# What you should do
Work out the number of lines below containing the word "MacroMeans" and give nothing besides it.

# Data in this exercise

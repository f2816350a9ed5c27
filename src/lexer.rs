use crate::error::GrammarError;
use crate::hanzi;
use crate::source::Span;

/// The Wenyan type vocabulary: `數 列 言 爻 物 元`.
#[derive(Debug, Clone, Copy, PartialEq, Eq)]
pub enum TypeTag {
    Num,    // 數
    List,   // 列
    Str,    // 言
    Bool,   // 爻
    Object, // 物
    Unit,   // 元
}

#[derive(Debug, Clone, PartialEq)]
pub enum TokenKind {
    // Literals and atoms
    Int(i64),
    Float(f64),
    Str(String),
    Ident(String),
    Bool(bool),      // 陰 | 陽
    Type(TypeTag),
    // Declarations
    Decl,            // 吾有 | 今有
    DeclShort,       // 有
    Art,             // 術
    NameIt,          // 名之曰
    Say,             // 曰
    // Simple statements
    Print,           // 書之
    Discard,         // 噫
    Fu,              // 夫
    // Calls
    Apply,           // 施
    ApplyStaged,     // 以施
    Take,            // 取
    // Assignment
    Past,            // 昔之
    Now,             // 今
    AssignEnd,       // 是矣
    AssignEndClose,  // 是也
    Delete,          // 不復存矣
    // The implicit register and subscripts
    It,              // 其
    Rest,            // 其餘
    Of,              // 之
    Length,          // 之長
    // Returns
    Return,          // 乃得
    ReturnIt,        // 乃得矣
    ReturnUnit,      // 乃歸空無
    // Function definitions
    IsCalled,        // 是謂
    ArtEnd,          // 之術也
    NeedFirst,       // 必先得
    ArtBody,         // 是術曰
    ArtBodyFull,     // 乃行是術曰
    WantArt,         // 欲行是術
    // Block terminators
    BlockEnd,        // 云云
    Ye,              // 也
    // Loops
    ForEach,         // 凡
    In,              // 中之
    Loop,            // 恆為是
    ForCount,        // 為是
    Times,           // 遍
    Break,           // 乃止
    Continue,        // 乃止是遍
    // Conditionals
    If,              // 若
    Else,            // 若非
    Zhe,             // 者
    IfTrue,          // 若其然者
    IfFalse,         // 若其不然者
    ElseIf,          // 或若
    // Objects
    ObjBody,         // 其物如是
    ObjEnd,          // 之物也
    ObjProp,         // 物之
    // Comparison
    Eq,              // 等於
    Neq,             // 不等於
    Lte,             // 不大於
    Gte,             // 不小於
    Gt,              // 大於
    Lt,              // 小於
    // Arithmetic and logic
    Add,             // 加
    Sub,             // 減
    Mul,             // 乘
    Div,             // 除
    Modulo,          // 所餘幾何
    Or,              // 中有陽乎
    And,             // 中無陰乎
    Not,             // 變
    Yi,              // 以
    Yu,              // 於
    // Arrays
    Fill,            // 充
    Concat,          // 銜
    // Imports
    Observe,         // 吾嘗觀
    PathSep,         // 中
    Book,            // 之書
    Learn,           // 方悟
    Meaning,         // 之義
    // Throw and try
    Alas,            // 嗚呼
    Woe,             // 之禍
    TryStart,        // 姑妄行此
    CatchStart,      // 如事不諧
    CatchIf,         // 豈
    WoeIs,           // 之禍歟
    CatchAll,        // 不知何禍歟
    TryEnd,          // 乃作罷
    // Macros and comments
    MacroDef,        // 或云
    MacroMeans,      // 蓋謂
    Comment,         // 注曰 | 疏曰 | 批曰
}

#[derive(Debug, Clone, PartialEq)]
pub struct Token {
    pub kind: TokenKind,
    pub lexeme: String,
    pub span: Span,
}

/// The keyword vocabulary, longest first so a linear scan realises
/// longest-match (`若其不然者` before `若非` before `若`).
const KEYWORDS: &[&str] = &[
    // 5 characters
    "乃行是術曰", "若其不然者", "不知何禍歟",
    // 4 characters
    "欲行是術", "若其然者", "其物如是", "姑妄行此", "如事不諧", "所餘幾何",
    "乃止是遍", "中有陽乎", "中無陰乎", "不復存矣", "乃歸空無",
    // 3 characters
    "名之曰", "是術曰", "之術也", "必先得", "恆為是", "吾嘗觀", "之禍歟",
    "乃作罷", "之物也", "不等於", "不大於", "不小於", "乃得矣",
    // 2 characters
    "吾有", "今有", "書之", "以施", "昔之", "是矣", "是也", "乃得", "是謂",
    "云云", "中之", "為是", "乃止", "若非", "或若", "物之", "等於", "大於",
    "小於", "之長", "其餘", "之書", "方悟", "之義", "嗚呼", "之禍", "或云",
    "蓋謂", "注曰", "疏曰", "批曰",
    // 1 character
    "有", "數", "列", "言", "術", "爻", "物", "元", "施", "曰", "噫", "取",
    "今", "其", "也", "凡", "遍", "若", "者", "夫", "加", "減", "乘", "除",
    "變", "以", "於", "之", "充", "銜", "陰", "陽", "中", "豈",
];

fn keyword_kind(word: &str) -> TokenKind {
    match word {
        "吾有" | "今有" => TokenKind::Decl,
        "有" => TokenKind::DeclShort,
        "數" => TokenKind::Type(TypeTag::Num),
        "列" => TokenKind::Type(TypeTag::List),
        "言" => TokenKind::Type(TypeTag::Str),
        "爻" => TokenKind::Type(TypeTag::Bool),
        "物" => TokenKind::Type(TypeTag::Object),
        "元" => TokenKind::Type(TypeTag::Unit),
        "術" => TokenKind::Art,
        "名之曰" => TokenKind::NameIt,
        "曰" => TokenKind::Say,
        "書之" => TokenKind::Print,
        "噫" => TokenKind::Discard,
        "夫" => TokenKind::Fu,
        "施" => TokenKind::Apply,
        "以施" => TokenKind::ApplyStaged,
        "取" => TokenKind::Take,
        "昔之" => TokenKind::Past,
        "今" => TokenKind::Now,
        "是矣" => TokenKind::AssignEnd,
        "是也" => TokenKind::AssignEndClose,
        "不復存矣" => TokenKind::Delete,
        "其" => TokenKind::It,
        "其餘" => TokenKind::Rest,
        "之" => TokenKind::Of,
        "之長" => TokenKind::Length,
        "乃得" => TokenKind::Return,
        "乃得矣" => TokenKind::ReturnIt,
        "乃歸空無" => TokenKind::ReturnUnit,
        "是謂" => TokenKind::IsCalled,
        "之術也" => TokenKind::ArtEnd,
        "必先得" => TokenKind::NeedFirst,
        "是術曰" => TokenKind::ArtBody,
        "乃行是術曰" => TokenKind::ArtBodyFull,
        "欲行是術" => TokenKind::WantArt,
        "云云" => TokenKind::BlockEnd,
        "也" => TokenKind::Ye,
        "凡" => TokenKind::ForEach,
        "中之" => TokenKind::In,
        "恆為是" => TokenKind::Loop,
        "為是" => TokenKind::ForCount,
        "遍" => TokenKind::Times,
        "乃止" => TokenKind::Break,
        "乃止是遍" => TokenKind::Continue,
        "若" => TokenKind::If,
        "若非" => TokenKind::Else,
        "者" => TokenKind::Zhe,
        "若其然者" => TokenKind::IfTrue,
        "若其不然者" => TokenKind::IfFalse,
        "或若" => TokenKind::ElseIf,
        "其物如是" => TokenKind::ObjBody,
        "之物也" => TokenKind::ObjEnd,
        "物之" => TokenKind::ObjProp,
        "等於" => TokenKind::Eq,
        "不等於" => TokenKind::Neq,
        "不大於" => TokenKind::Lte,
        "不小於" => TokenKind::Gte,
        "大於" => TokenKind::Gt,
        "小於" => TokenKind::Lt,
        "加" => TokenKind::Add,
        "減" => TokenKind::Sub,
        "乘" => TokenKind::Mul,
        "除" => TokenKind::Div,
        "所餘幾何" => TokenKind::Modulo,
        "中有陽乎" => TokenKind::Or,
        "中無陰乎" => TokenKind::And,
        "變" => TokenKind::Not,
        "以" => TokenKind::Yi,
        "於" => TokenKind::Yu,
        "充" => TokenKind::Fill,
        "銜" => TokenKind::Concat,
        "陰" => TokenKind::Bool(false),
        "陽" => TokenKind::Bool(true),
        "吾嘗觀" => TokenKind::Observe,
        "中" => TokenKind::PathSep,
        "之書" => TokenKind::Book,
        "方悟" => TokenKind::Learn,
        "之義" => TokenKind::Meaning,
        "嗚呼" => TokenKind::Alas,
        "之禍" => TokenKind::Woe,
        "姑妄行此" => TokenKind::TryStart,
        "如事不諧" => TokenKind::CatchStart,
        "豈" => TokenKind::CatchIf,
        "之禍歟" => TokenKind::WoeIs,
        "不知何禍歟" => TokenKind::CatchAll,
        "乃作罷" => TokenKind::TryEnd,
        "或云" => TokenKind::MacroDef,
        "蓋謂" => TokenKind::MacroMeans,
        "注曰" | "疏曰" | "批曰" => TokenKind::Comment,
        _ => unreachable!("keyword table and kind map out of sync: {}", word),
    }
}

/// Characters the lexer skips: ASCII whitespace, the ideographic space,
/// clause punctuation and the sentence terminator `矣`.
fn is_skip(ch: char) -> bool {
    matches!(ch, ' ' | '\t' | '\r' | '\n' | '　' | '。' | '、' | '，' | '矣')
}

pub struct Lexer {
    chars: Vec<char>,
    pos: usize,
}

impl Lexer {
    pub fn new(source: &str) -> Self {
        Lexer {
            chars: source.chars().collect(),
            pos: 0,
        }
    }

    fn error(&self, msg: impl Into<String>, span: Span) -> GrammarError {
        GrammarError::at(msg, span, &self.chars)
    }

    fn starts_with(&self, pat: &str, at: usize) -> bool {
        let mut idx = at;
        for pc in pat.chars() {
            if self.chars.get(idx) != Some(&pc) {
                return false;
            }
            idx += 1;
        }
        true
    }

    fn slice(&self, span: Span) -> String {
        self.chars[span.start..span.end].iter().collect()
    }

    fn token(&self, kind: TokenKind, span: Span) -> Token {
        Token {
            kind,
            lexeme: self.slice(span),
            span,
        }
    }

    pub fn tokenize(mut self) -> Result<Vec<Token>, GrammarError> {
        let mut tokens = Vec::new();

        while self.pos < self.chars.len() {
            let ch = self.chars[self.pos];

            if is_skip(ch) {
                self.pos += 1;
                continue;
            }

            // String literal: 「「…」」 or 『…』
            if self.starts_with("「「", self.pos) || ch == '『' {
                tokens.push(self.scan_string()?);
                continue;
            }

            // Identifier: 「…」
            if ch == '「' {
                tokens.push(self.scan_identifier()?);
                continue;
            }

            // Keyword, longest match first
            if let Some(word) = self.match_keyword() {
                let span = Span::new(self.pos, self.pos + word.chars().count());
                self.pos = span.end;
                tokens.push(self.token(keyword_kind(word), span));
                continue;
            }

            // Numeral run
            if hanzi::is_numeral(ch) {
                tokens.push(self.scan_number()?);
                continue;
            }

            let span = Span::new(self.pos, self.pos + 1);
            return Err(self.error("不識之符", span));
        }

        Ok(tokens)
    }

    fn match_keyword(&self) -> Option<&'static str> {
        KEYWORDS
            .iter()
            .copied()
            .find(|word| self.starts_with(word, self.pos))
    }

    fn scan_string(&mut self) -> Result<Token, GrammarError> {
        let start = self.pos;
        let double = self.starts_with("「「", start);
        let (open_len, close): (usize, &str) = if double { (2, "」」") } else { (1, "』") };
        let close_len = close.chars().count();

        let mut idx = start + open_len;
        while idx < self.chars.len() {
            if self.starts_with(close, idx) {
                let span = Span::new(start, idx + close_len);
                self.pos = span.end;
                let body: String = self.chars[start + open_len..idx].iter().collect();
                return Ok(self.token(TokenKind::Str(body), span));
            }
            idx += 1;
        }
        Err(self.error("言未尽", Span::new(start, self.chars.len())))
    }

    fn scan_identifier(&mut self) -> Result<Token, GrammarError> {
        let start = self.pos;
        let mut idx = start + 1;
        while idx < self.chars.len() {
            if self.chars[idx] == '」' {
                if idx == start + 1 {
                    return Err(self.error("空名", Span::new(start, idx + 1)));
                }
                let span = Span::new(start, idx + 1);
                self.pos = span.end;
                let name: String = self.chars[start + 1..idx].iter().collect();
                return Ok(self.token(TokenKind::Ident(name), span));
            }
            idx += 1;
        }
        Err(self.error("名未尽", Span::new(start, self.chars.len())))
    }

    fn scan_number(&mut self) -> Result<Token, GrammarError> {
        let start = self.pos;
        let mut idx = start;
        while idx < self.chars.len() && hanzi::is_numeral(self.chars[idx]) {
            idx += 1;
        }
        let span = Span::new(start, idx);
        let run: String = self.chars[start..idx].iter().collect();
        let kind = match hanzi::decode(&run) {
            Ok(hanzi::Decoded::Int(n)) => TokenKind::Int(n),
            Ok(hanzi::Decoded::Float(f)) => TokenKind::Float(f),
            Err(_) => return Err(self.error("非法數", span)),
        };
        self.pos = idx;
        Ok(self.token(kind, span))
    }
}
//! Runtime value type and associated utilities.
//!
//! Lives in its own module so the interpreter submodules and the CLI can
//! import it without pulling in each other.

use std::cell::RefCell;
use std::collections::HashMap;
use std::rc::Rc;

use thiserror::Error;

use crate::ast::{Stmt, TypeTag};
use crate::source::Span;

// ---------------------------------------------------------------------------
// RuntimeError
// ---------------------------------------------------------------------------

#[derive(Debug, Error)]
pub enum RuntimeError {
    #[error("執行之禍: {msg}")]
    Error { msg: String, span: Option<Span> },
    /// Internal signal: `乃止` — consumed by the enclosing loop.
    #[error("乃止須在循環中")]
    Break,
    /// Internal signal: `乃止是遍` — consumed by the enclosing loop.
    #[error("乃止是遍須在循環中")]
    Continue,
    /// Internal signal: a return form — consumed by the enclosing call.
    #[error("乃得須在術中")]
    Return(Box<Value>),
    /// Internal signal: `嗚呼 … 之禍` — consumed by `姑妄行此`, or surfaced
    /// as `未獲之禍` when nothing catches it.
    #[error("未獲之禍")]
    Raised(Box<Value>),
}

impl RuntimeError {
    pub fn msg(msg: impl Into<String>) -> Self {
        RuntimeError::Error {
            msg: msg.into(),
            span: None,
        }
    }
}

// ---------------------------------------------------------------------------
// Value
// ---------------------------------------------------------------------------

/// Scope stack: innermost scope last. Frames are shared so closures can
/// write through to enclosing-function locals.
pub type Scope = HashMap<String, Value>;
pub type ScopeChain = Vec<Rc<RefCell<Scope>>>;

#[derive(Debug, Clone)]
pub struct Function {
    pub name: String,
    pub params: Vec<(String, TypeTag)>,
    pub rest: Option<String>,
    pub body: Rc<Vec<Stmt>>,
    pub env: ScopeChain,
    /// Arguments already fixed by partial application.
    pub bound: Vec<Value>,
}

#[derive(Debug, Clone)]
pub enum Value {
    Int(i64),
    Float(f64),
    Str(String),
    Bool(bool),
    Unit,
    List(Rc<RefCell<Vec<Value>>>),
    Object(Rc<RefCell<Vec<(String, Value)>>>),
    Fn(Rc<Function>),
}

impl Value {
    pub fn list(items: Vec<Value>) -> Value {
        Value::List(Rc::new(RefCell::new(items)))
    }

    pub fn object(fields: Vec<(String, Value)>) -> Value {
        Value::Object(Rc::new(RefCell::new(fields)))
    }

    /// The type-specific zero an uninitialised slot defaults to.
    pub fn default_for(ty: TypeTag) -> Value {
        match ty {
            TypeTag::Num => Value::Int(0),
            TypeTag::List => Value::list(Vec::new()),
            TypeTag::Str => Value::Str(String::new()),
            TypeTag::Bool => Value::Bool(false),
            TypeTag::Object => Value::object(Vec::new()),
            TypeTag::Unit => Value::Unit,
        }
    }
}

/// Structural equality; functions compare by identity. Numeric values keep
/// their kind here — the language-level `等於` (which crosses Int/Float) is
/// `Interpreter::values_eq`.
impl PartialEq for Value {
    fn eq(&self, other: &Value) -> bool {
        match (self, other) {
            (Value::Int(a), Value::Int(b)) => a == b,
            (Value::Float(a), Value::Float(b)) => a == b,
            (Value::Str(a), Value::Str(b)) => a == b,
            (Value::Bool(a), Value::Bool(b)) => a == b,
            (Value::Unit, Value::Unit) => true,
            (Value::List(a), Value::List(b)) => *a.borrow() == *b.borrow(),
            (Value::Object(a), Value::Object(b)) => *a.borrow() == *b.borrow(),
            (Value::Fn(a), Value::Fn(b)) => Rc::ptr_eq(a, b),
            _ => false,
        }
    }
}

// ---------------------------------------------------------------------------
// Display helpers
// ---------------------------------------------------------------------------

/// Human-readable representation of a value — what `書之` prints.
pub fn wenyan_repr(val: &Value) -> String {
    match val {
        Value::Int(n) => n.to_string(),
        Value::Float(f) => f.to_string(),
        Value::Str(s) => s.clone(),
        Value::Bool(b) => if *b { "陽" } else { "陰" }.to_string(),
        Value::Unit => "空無".to_string(),
        Value::List(items) => {
            let parts: Vec<String> = items.borrow().iter().map(wenyan_repr_inner).collect();
            format!("[{}]", parts.join(", "))
        }
        Value::Object(fields) => {
            let parts: Vec<String> = fields
                .borrow()
                .iter()
                .map(|(k, v)| format!("{}: {}", k, wenyan_repr_inner(v)))
                .collect();
            format!("{{{}}}", parts.join(", "))
        }
        Value::Fn(func) => format!("<術 {}>", func.name),
    }
}

/// Like `wenyan_repr` but strings keep their quotes — used inside lists
/// and objects.
fn wenyan_repr_inner(val: &Value) -> String {
    match val {
        Value::Str(s) => format!("「「{}」」", s),
        other => wenyan_repr(other),
    }
}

# Expected output
2